Crawlspace (2012) poster

Crawlspace (2012)

Rating:


Australia. 2012.

Crew

Director/Production Design – Justin Dix, Screenplay – Eddie Baroo, Justin Dix & Adam Patrick Foster, Producers – Justin Dix, John Finemore & Nicholas Sherry, Photography – Simon Ozolins, Music – Jamie Blanks, Visual Effects – Kojo (Supervisor – Marty Pepper), Special Effects Supervisor – Peter Stubbs, Creature & Makeup Effects – Wicked of Oz Studios (Designer – Justin Dix, Supervisor – Sean Genders). Production Company – Wicked of Oz Studios/Maker Films/Wolf Creek Pictures.

Cast

Amber Clayton (Eve), Ditch Davey (Romeo), Eddie Baroo (Fourpack), Nicholas Bell (Darius Caesar), Peta Sergeant (Wiki), Samuel Johnson (Matthews), Fletcher Humphrys (Kid), Ngaire Dawn Fair (Emily), David Whiteley (General)


Plot

A troupe of heavily armed soldiers are sent into the military research facility at Pine Gap in the Australian desert. They have orders to eliminate everything there. Instead the troupe’s leader Romeo encounters his wife Eve, whom he had believed dead. She is confused and has fitful memory but he determines to rescue her. As the soldiers navigate the narrow crawlspaces, fighting off the monstrous creatures that have been unleashed, the scientists warn them that Eve has undergone an experimental treatment that has turned her into a powerful psychic remote viewer and that she and others in the facility are capable of getting inside people’s minds.

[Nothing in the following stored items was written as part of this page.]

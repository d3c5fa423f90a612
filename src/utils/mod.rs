//! Utility functions and helpers
//!
//! This module contains timestamp utilities.

pub mod time;

pub use time::{current_timestamp_millis, format_timestamp_millis};
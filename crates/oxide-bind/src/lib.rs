//! # oxide-bind
//!
//! Named-parameter SQL templates with dialect-aware binding.
//!
//! This crate provides:
//! - `Dialect` strategies for literal formatting, placeholders and quoting
//! - `SqlValue` / `Params` for typed parameter values, scalar or collection
//! - A template expander turning `:name` markers into positional placeholders
//! - A `Binder` rendering statements with inlined literals for logging
//!
//! ## Collection Parameters
//!
//! A parameter bound to a collection expands to one placeholder per element,
//! or to a single array bind on dialects that support it:
//!
//! ```rust
//! use oxide_bind::{expand, Params, PostgresDialect, SqlValue};
//!
//! let params = Params::new().bind_all("ids", [1, 2, 3]);
//! let statement = expand(
//!     &PostgresDialect::new(),
//!     "select * from actor where actor_id in (:ids)",
//!     &params,
//! )
//! .unwrap();
//!
//! assert_eq!(statement.sql, "select * from actor where actor_id = any($1)");
//! assert_eq!(statement.args.len(), 1);
//! ```
//!
//! SQL text is otherwise passed through untouched.

pub mod binder;
pub mod dialect;
mod error;
pub mod template;
pub mod value;

pub use binder::Binder;
pub use dialect::{Dialect, GenericDialect, MysqlDialect, PostgresDialect, SqliteDialect};
pub use error::{BindError, Result};
pub use template::{expand, BindArgument, Statement, Template};
pub use value::{Param, Params, SqlValue, ToSqlValue};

Crawlspace – not to be confused with the tv movie Crawlspace (1972) about an aging couple who ‘adopt’ a mentally disturbed drifter or Crawlspace (1986) starring Klaus Kinski as a landlord who peeps on and tortures his female tenants – is a debut feature for Australian director Justin Dix. Dix is better known as the head of the Melbourne-based makeup effects house Wicked of Oz and has worked on films like Star Wars Episode II: Attack of the Clones (2002), Star Wars Episode III: Revenge of the Sith (2005), Lake Mungo (2008), Long Weekend (2008) and The Babadook (2014), among others. Crawlspace comes co-produced by Greg McLean, the one other Australian director to rise to prominence in recent years with films like Wolf Creek (2005) and Rogue (2007), and his Wolf Creek Pictures production company.

At first glance and some way into Crawlspace, you get the impression that it is a variant on the alien nasties/laboratory experiment amok plot that we have had so much of since the 1980s. The tough military complement venturing into the narrow, darkened tunnels lit up by flashing lights of course harkens back to Aliens (1986) and many films that take themselves from that. In particular, you are reminded of the variant we saw Resident Evil (2002), which had the tough military team dealing with escaped experimental creatures in a laboratory.

Alas, you feel like you have seen all of this type of films before. Dozens of times before. Despite the name of Greg McLean on the credits who has conducted some exemplary work, Justin Dix does nothing from a directorial standpoint that stands out from cliche. The characters and the dialogue among the soldiers is one-dimensional – you get the impression that there is so much yelling of orders, gunfire, flashing lights and steam happening because there is nothing else going on for much of the film and that this visual busyness simply exists to keep you distracted.

Amber Clayton in Crawlspace (2012)
Eve (Amber Clayton) moves through the crawlspace

On the other hand, Crawlspace does throw some interesting twists into the mix. It is revealed that what we have in the laboratory are people who have been tinkered with to develop their psychic potential. [PLOT SPOILERS] There is nicely Philip K. Dick-ian moment where lead soldier Ditch Davey realises that the wife (Amber Clayton) that he had thought dead but resurrected in the laboratory is in fact a memory of his real wife that has been taken over by Eve and repurposed so that he will rescue her. This takes the film less into the arena of the Aliens/Resident Evil modelled monster movie that we think we are getting at the outset and more into pure science-fiction. You could call Crawlspace a B-budget formula monster movie version of Beyond the Black Rainbow (2010) perhaps.

Even with such an interesting twist, Justin Dix’s direction remains unexceptional. The psychic powers are depicted with effects that have become over familiar by now – nosebleeds, eyes turning black and the good old effect borrowed from The Fury (1978) and Scanners (1981) of people’s heads exploding (by now, one has become so used to it that it is simply a cliche effect). Despite a well worthwhile mid-film twist, the presentation and development of it is entirely uninteresting. Indeed, you reach the end of the film uncertain whether the monsters that were encountered earlier on are real or psychic illusions.

Justin Dix subsequently went on to direct Blood Vessel (2019), a vampire film set aboard a German ship during World War II, as well as to write the horror film The Gates of Hell (2008).